NEW YORK (GenomeWeb News) – The National Human Genome Research Institute has established a database for keeping tabs on SNP-trait associations coming out of published genome-wide association studies.
The Catalog of Published Genome-Wide Association Studies is a manually curated database that's periodically updated to reflect GWAS findings. A paper describing the catalog's development and an analysis of published GWAS results is scheduled to appear online this week in the Proceedings of the National Academy of Science.
"We have developed an online catalog of SNP-trait associations from published genome-wide association studies for use in investigating genomic characteristics of trait/disease-associated SNPs," senior author Teri Manolio, director of NHGRI's Office of Population Genomics, and her co-authors wrote.
"The new online resource, together with bioinformatics predictions of the underlying functionality at trait/disease-associated loci, is well-suited to guide future investigations of the role of common variants in complex disease etiology," they added.
Over the past few years, an explosion of GWA studies has implicated hundreds of SNPs in a wide range of traits and diseases.

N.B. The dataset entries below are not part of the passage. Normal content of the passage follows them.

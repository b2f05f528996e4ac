//! File system watcher for live reload.
//!
//! Watches the open document and tells the TUI when it should re-read
//! the file. Events arrive on a channel from the notify backend and are
//! drained non-blockingly from the main loop.

use notify::{
    Event, EventKind, RecommendedWatcher, RecursiveMode, Watcher,
    event::{AccessKind, AccessMode, ModifyKind},
};
use std::path::{Path, PathBuf};
use std::sync::mpsc::{self, Receiver, TryRecvError};
use std::time::{Duration, Instant};

pub struct DocumentWatcher {
    watcher: RecommendedWatcher,
    receiver: Receiver<Result<Event, notify::Error>>,
    path: PathBuf,
    /// Ignore further events within this duration of the last reload.
    last_reload: Instant,
    debounce: Duration,
}

impl DocumentWatcher {
    pub fn new(path: &Path) -> Result<Self, notify::Error> {
        // Notify reports absolute paths; canonicalize so comparisons hold
        // when the document was given as a relative path.
        let path = path.canonicalize().unwrap_or_else(|_| path.to_path_buf());

        let (tx, rx) = mpsc::channel();
        let mut watcher = notify::recommended_watcher(tx)?;
        watcher.watch(&path, RecursiveMode::NonRecursive)?;

        Ok(Self {
            watcher,
            receiver: rx,
            path,
            last_reload: Instant::now(),
            debounce: Duration::from_millis(100),
        })
    }

    /// Drain pending events. Returns true when the document changed and
    /// the debounce window has passed.
    pub fn poll_change(&mut self) -> bool {
        let mut changed = false;
        let mut rewatch = false;

        loop {
            match self.receiver.try_recv() {
                Ok(Ok(event)) => {
                    if !event.paths.iter().any(|p| p == &self.path) {
                        continue;
                    }
                    // A rename or removal replaces the inode; the watch
                    // must be re-armed on the new file.
                    if matches!(
                        event.kind,
                        EventKind::Modify(ModifyKind::Name(_)) | EventKind::Remove(_)
                    ) {
                        rewatch = true;
                    }
                    if is_reload_kind(&event.kind) {
                        changed = true;
                    }
                }
                Ok(Err(err)) => log::warn!("file watch error: {err}"),
                Err(TryRecvError::Empty) | Err(TryRecvError::Disconnected) => break,
            }
        }

        if rewatch {
            let _ = self.watcher.unwatch(&self.path);
            if let Err(err) = self.watcher.watch(&self.path, RecursiveMode::NonRecursive) {
                log::warn!("failed to re-watch {}: {err}", self.path.display());
            }
        }

        if changed && self.last_reload.elapsed() >= self.debounce {
            self.last_reload = Instant::now();
            return true;
        }

        false
    }
}

fn is_reload_kind(kind: &EventKind) -> bool {
    matches!(
        kind,
        EventKind::Modify(ModifyKind::Data(_))
            | EventKind::Modify(ModifyKind::Any)
            | EventKind::Modify(ModifyKind::Name(_))
            | EventKind::Access(AccessKind::Close(AccessMode::Write))
            | EventKind::Create(_)
    )
}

But these SNPs often have small overall effects on disease risk. And the meaning of such associations is often far from clear. In addition, GWAS detected trait or disease-associated SNPs, which the team dubbed TAS, may or may not actually be a causal variant.
Nevertheless, Manolio and her colleagues noted, such data provides an opportunity to learn more about the genetics of common diseases.
"The rapid increase in the number of GWAS provides an unprecedented opportunity to examine the potential impact of common genetic variants on complex diseases by systematically cataloguing and summarizing key characteristics of the observed associations and the trait/disease associated SNPs underlying them," they wrote.
To bring together TAS for the new database, the team first found GWAS results through PubMed, news and media reports, and an online genomic epidemiology database. They also developed an approach for finding blocks of TAS that are over-represented in different categories in order to account for linked variants.
The researchers compiled information on 531 SNP-trait associations after evaluating 151 of the 237 GWA studies published before the end of December 2008. These corresponded to 465 different TAS.
Consistent with the fact that most of these were identified using approaches that detect common variants, they noted that most of the SNPs in the catalog are present in far more than five percent of the populations evaluated.
By cross-referencing with the University of California at Santa Cruz Genome Browser, the team found that 43 percent of these TAS fall within intergenic regions in the genome. Meanwhile, 45 percent were intronic, nine percent non-synonymous, two percent synonymous, and two percent located in the 5' or 3' untranslated region of genes.
Even so, when they incorporated information on the odds ratios conferred by TAS blocks, the researchers found that TAS blocks in intergenic and intronic regions had the lowest odds ratios for disease or trait risk while those at non-synonymous sites and promoters had the highest.
There were exceptions, though. The team noted that there was a slight enrichment for TAS blocks in regions corresponding to regulatory elements in the Open Regulatory Annotation Database.
Several elements in that collection don't seem to be well conserved, leading the authors to argue the need for "more experimental investigation into the architecture of non-coding regulatory elements ... to decrease the reliance on conservation and guide more integrative computational prediction methodologies."
The authors noted that there are limitations to their approach — which incorporates results from published studies that report different levels of SNP associations. Still, they argued that continuing to do such analyses will likely offer new insights into how genetic variation influences disease risk.
"As the power of the GWAS approach increases with access to more samples, and as the types of methods to test for genetic associations expand to include copy number variants and rarer alleles, more associations will likely be identified and timely analyses similar to those presented here will continue to update our knowledge of the influence of genomic structure and function on complex diseases," the authors wrote.